To see the gene in the larger context of flanking sequences, click once on the Zoom out button (-)



While it is impossible to predict the actual extent of the promoter and other regulatory sequences, let's assume that we need 1000 bp upstream, and 500 bp downstream of the gene. That means that we want the PCR product to encompass nucleotides 294,000 to 299,000.

Keep in mind that these coordinates are the sequences that we want to guarantee will be found in the PCR product. Therefore, the primers must be located outside this region. When designing primers, we need to specify a large enough area upstream and downstream from the desired product to ensure that the program can find suitable primers. For simplicity, let's say that the region to be searched by PrimerBLAST should include 1000 bp flanking the desired product. That would put the coordinates for the search at 293,000 to 300,000.

We are now ready to run PrimerBLAST. You can select this region with the mouse as shown below:



You can launch Primer BLAST from the popup menu, or from the Tools menu.

Primer-BLAST lists the accession number of the genomic scaffold, and the coordinates of the selected region are shown in the Forward primer and Reverse Primer boxes.


In the Primer Parameters section, we set the Minimum PCR product size to 5000 (ie. 299,000 - 294,000)


We also have to explicitly tell Primer-BLAST not to choose primers within the 5000 bp target region that we want included in the PCR product. Therefore, go to Advanced settings at the bottom of the page, and find the box reading "Excluded regions" in the Advanced Primer Parameters.

Primer-BLAST chooses an Excluded region using a starting point and a length. Therefore, type in

294000,5000

(No commas are allowed in large numbers such as 294,000).


How does Primer-BLAST work?

The search for primers is essentially a 2-step process:

1. Use the Primer3 program to design candidate primer pairs for the target sequence. Almost all of the parameters to Primer-BLAST are actually parameters for Primer3.
2. Use MegaBLAST to search an NCBI database for matches to the primer. Any good matches to genes in the database other than the target sequence will cause candidate primers to be discarded. This step is critical to ensure that the final primer pairs will amplify the desired target, and no other sequences in the genome. By default, the RefSeq mRNA database is searched for unwanted matches.
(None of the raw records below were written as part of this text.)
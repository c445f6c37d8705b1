//! Row types for the backend tables.
//!
//! Rows are read from the backend in its snake_case column names and written
//! to admin API clients in camelCase. Write payloads go the other way.

use chrono::{DateTime, Utc};
use serde::{Deserialize, Serialize};
use serde_json::{Map, Value};
use wards::{Principal, Role, UsageRecord};

pub const PROFILES: &str = "profiles";
pub const TOKEN_USAGE: &str = "token_usage";
pub const TEMPLATES: &str = "templates";
pub const PREFILLS: &str = "prefills";
pub const COPY_SESSIONS: &str = "copy_sessions";
pub const SAVED_OUTPUTS: &str = "saved_outputs";

/// A row of `profiles`: the account record behind a [`Principal`].
#[derive(Debug, Clone, PartialEq, Eq, Serialize, Deserialize)]
#[serde(rename_all(serialize = "camelCase", deserialize = "snake_case"))]
pub struct UserProfile {
    pub id: String,
    pub email: String,
    #[serde(default)]
    pub full_name: Option<String>,
    #[serde(default)]
    pub subscription_start: Option<DateTime<Utc>>,
    #[serde(default)]
    pub subscription_end: Option<DateTime<Utc>>,
    #[serde(default)]
    pub tokens_allowed: Option<u64>,
    #[serde(default)]
    pub role: Option<Role>,
    #[serde(default)]
    pub created_at: Option<DateTime<Utc>>,
}

impl UserProfile {
    pub fn role(&self) -> Role {
        self.role.unwrap_or_default()
    }
}

impl From<UserProfile> for Principal {
    fn from(p: UserProfile) -> Self {
        let role = p.role();
        Principal {
            id: p.id,
            email: p.email,
            subscription_start: p.subscription_start,
            subscription_end: p.subscription_end,
            tokens_allowed: p.tokens_allowed,
            role,
        }
    }
}

/// Admin edit of a profile. Only fields present are written.
#[derive(Debug, Clone, Default, PartialEq, Eq, Serialize, Deserialize)]
#[serde(rename_all(serialize = "snake_case", deserialize = "camelCase"))]
pub struct PrincipalUpdate {
    #[serde(default, skip_serializing_if = "Option::is_none")]
    pub full_name: Option<String>,
    #[serde(default, skip_serializing_if = "Option::is_none")]
    pub subscription_start: Option<DateTime<Utc>>,
    #[serde(default, skip_serializing_if = "Option::is_none")]
    pub subscription_end: Option<DateTime<Utc>>,
    #[serde(default, skip_serializing_if = "Option::is_none")]
    pub tokens_allowed: Option<u64>,
    #[serde(default, skip_serializing_if = "Option::is_none")]
    pub role: Option<Role>,
}

impl PrincipalUpdate {
    pub fn is_empty(&self) -> bool {
        self == &PrincipalUpdate::default()
    }
}

/// A row of `token_usage`.
#[derive(Debug, Clone, PartialEq, Eq, Serialize, Deserialize)]
#[serde(rename_all(serialize = "camelCase", deserialize = "snake_case"))]
pub struct UsageRow {
    pub user_id: String,
    pub tokens_used: u64,
    pub created_at: DateTime<Utc>,
}

impl From<UsageRow> for UsageRecord {
    fn from(r: UsageRow) -> Self {
        UsageRecord {
            principal_id: r.user_id,
            tokens_used: r.tokens_used,
            occurred_at: r.created_at,
        }
    }
}

#[derive(Debug, Clone, PartialEq, Eq, Serialize, Deserialize)]
#[serde(rename_all(serialize = "camelCase", deserialize = "snake_case"))]
pub struct Template {
    pub id: String,
    pub owner_id: String,
    pub name: String,
    #[serde(default)]
    pub description: Option<String>,
    pub content: String,
    #[serde(default)]
    pub category: Option<String>,
    #[serde(default)]
    pub created_at: Option<DateTime<Utc>>,
    #[serde(default)]
    pub updated_at: Option<DateTime<Utc>>,
}

#[derive(Debug, Clone, PartialEq, Eq, Serialize, Deserialize)]
#[serde(rename_all(serialize = "snake_case", deserialize = "camelCase"))]
pub struct NewTemplate {
    pub owner_id: String,
    pub name: String,
    #[serde(default, skip_serializing_if = "Option::is_none")]
    pub description: Option<String>,
    pub content: String,
    #[serde(default, skip_serializing_if = "Option::is_none")]
    pub category: Option<String>,
}

#[derive(Debug, Clone, Default, PartialEq, Eq, Serialize, Deserialize)]
#[serde(rename_all(serialize = "snake_case", deserialize = "camelCase"))]
pub struct TemplatePatch {
    #[serde(default, skip_serializing_if = "Option::is_none")]
    pub name: Option<String>,
    #[serde(default, skip_serializing_if = "Option::is_none")]
    pub description: Option<String>,
    #[serde(default, skip_serializing_if = "Option::is_none")]
    pub content: Option<String>,
    #[serde(default, skip_serializing_if = "Option::is_none")]
    pub category: Option<String>,
}

#[derive(Debug, Clone, PartialEq, Serialize, Deserialize)]
#[serde(rename_all(serialize = "camelCase", deserialize = "snake_case"))]
pub struct Prefill {
    pub id: String,
    pub owner_id: String,
    pub template_id: String,
    pub name: String,
    #[serde(default)]
    pub fields: Map<String, Value>,
    #[serde(default)]
    pub created_at: Option<DateTime<Utc>>,
}

#[derive(Debug, Clone, PartialEq, Serialize, Deserialize)]
#[serde(rename_all(serialize = "snake_case", deserialize = "camelCase"))]
pub struct NewPrefill {
    pub owner_id: String,
    pub template_id: String,
    pub name: String,
    /// Must be a JSON object of placeholder to value.
    #[serde(default = "empty_object")]
    pub fields: Value,
}

#[derive(Debug, Clone, Default, PartialEq, Serialize, Deserialize)]
#[serde(rename_all(serialize = "snake_case", deserialize = "camelCase"))]
pub struct PrefillPatch {
    #[serde(default, skip_serializing_if = "Option::is_none")]
    pub name: Option<String>,
    #[serde(default, skip_serializing_if = "Option::is_none")]
    pub template_id: Option<String>,
    #[serde(default, skip_serializing_if = "Option::is_none")]
    pub fields: Option<Value>,
}

fn empty_object() -> Value {
    Value::Object(Map::new())
}

/// One generation session in the product.
#[derive(Debug, Clone, PartialEq, Eq, Serialize, Deserialize)]
#[serde(rename_all(serialize = "camelCase", deserialize = "snake_case"))]
pub struct CopySession {
    pub id: String,
    pub user_id: String,
    #[serde(default)]
    pub template_id: Option<String>,
    #[serde(default)]
    pub title: Option<String>,
    #[serde(default)]
    pub tokens_used: u64,
    pub created_at: DateTime<Utc>,
}

#[derive(Debug, Clone, PartialEq, Eq, Serialize, Deserialize)]
#[serde(rename_all(serialize = "camelCase", deserialize = "snake_case"))]
pub struct SavedOutput {
    pub id: String,
    pub user_id: String,
    #[serde(default)]
    pub session_id: Option<String>,
    pub content: String,
    #[serde(default)]
    pub created_at: Option<DateTime<Utc>>,
}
The graphical view shows the products produced by the 10 best PCR primer pairs, superimposed on the genome map. You can mouse over any product to see the length of the product, along with links for downloading the sequence of the product.
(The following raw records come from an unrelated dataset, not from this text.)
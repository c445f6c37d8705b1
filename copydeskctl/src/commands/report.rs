use anyhow::{Context, Result};
use backend::{UsageReport, UserUsage};
use chrono::{DateTime, Utc};
use clap::{Args, Subcommand};
use tabled::{settings::style::Style, Table, Tabled};

use super::{check_range, connect, format_instant, format_tokens, parse_instant};

#[derive(Subcommand, Debug)]
pub enum ReportCommands {
    /// Per-user sessions and token usage over a period
    Usage(UsageArgs),
}

#[derive(Args, Debug)]
pub struct UsageArgs {
    /// Period start (RFC 3339)
    #[arg(long, value_parser = parse_instant)]
    pub from: Option<DateTime<Utc>>,
    /// Period end (RFC 3339)
    #[arg(long, value_parser = parse_instant)]
    pub to: Option<DateTime<Utc>>,
    /// Output machine-readable JSON
    #[arg(long)]
    pub json: bool,
}

#[derive(Debug, Tabled)]
struct UsageRow {
    #[tabled(rename = "EMAIL")]
    email: String,
    #[tabled(rename = "NAME")]
    name: String,
    #[tabled(rename = "SESSIONS")]
    sessions: u64,
    #[tabled(rename = "TOKENS USED")]
    tokens_used: u64,
    #[tabled(rename = "TOKENS ALLOWED")]
    tokens_allowed: String,
    #[tabled(rename = "LAST ACTIVITY")]
    last_activity: String,
}

impl From<&UserUsage> for UsageRow {
    fn from(u: &UserUsage) -> Self {
        Self {
            email: u.email.clone(),
            name: u.full_name.clone().unwrap_or_default(),
            sessions: u.session_count,
            tokens_used: u.tokens_used,
            tokens_allowed: format_tokens(u.tokens_allowed),
            last_activity: format_instant(u.last_activity),
        }
    }
}

pub async fn handle(cmd: ReportCommands) -> Result<()> {
    match cmd {
        ReportCommands::Usage(args) => usage(args).await,
    }
}

async fn usage(args: UsageArgs) -> Result<()> {
    check_range(args.from, args.to)?;
    let backend = connect()?;
    let report = backend
        .fetch_usage_report(args.from, args.to)
        .await
        .context("Failed to build usage report")?;

    if args.json {
        println!("{}", serde_json::to_string_pretty(&report)?);
    } else {
        print_report(&report);
    }
    Ok(())
}

fn print_report(report: &UsageReport) {
    println!(
        "Usage from {} to {}",
        format_instant(report.from),
        format_instant(report.to)
    );
    if !report.rows.is_empty() {
        let mut table = Table::new(report.rows.iter().map(UsageRow::from));
        table.with(Style::rounded());
        println!("{}", table);
    }
    println!(
        "Totals: {} user(s), {} session(s), {} token(s)",
        report.totals.users, report.totals.sessions, report.totals.tokens_used
    );
}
In the example, the shortest of the products 5179 bp, was produced using primer pair 3.

If you scroll down to the Detailed Primer Reports, you will see the sequences of the primers, as well as other data on the PCR primers. For comparison, results for Primer pairs 2 and 3 are shown.

Further examination of the map shows that all of the reverse primers start at about the same place within the promoter region (~299,000), and the length differences are primarily due to choice of the forward primer, in the 3' downstream region of the gene. Since we are mostly interested in maximizing the promoter region, we'll choose Primer Pair 3 for further work. To save the sequence of the PCR product, along with its gene annotation, mouse over the map for Primer Pair 3 to bring up the menu shown above, and click on GenBank view. The GenBank view will appear in a new tab or window.



Note that the Accession number is the same as the scaffold, and the region shown in this file is the 5179 bp fragment going from 293914 to 299092. Save the file using the Send menu in the upper right corner, and choose Complete record, File, and GenBank (full).

Click on Create File to save, and save as LepR3-PCR.gen.

Note: The GenBank entry does NOT list the sequences of the primers! While it is true that the sequence begins and ends with the forward and reverse primer sequences, there is no annotation to tell precisely what those primers are. Therefore, you need to make a special note of the primer data from the Primer-BLAST results.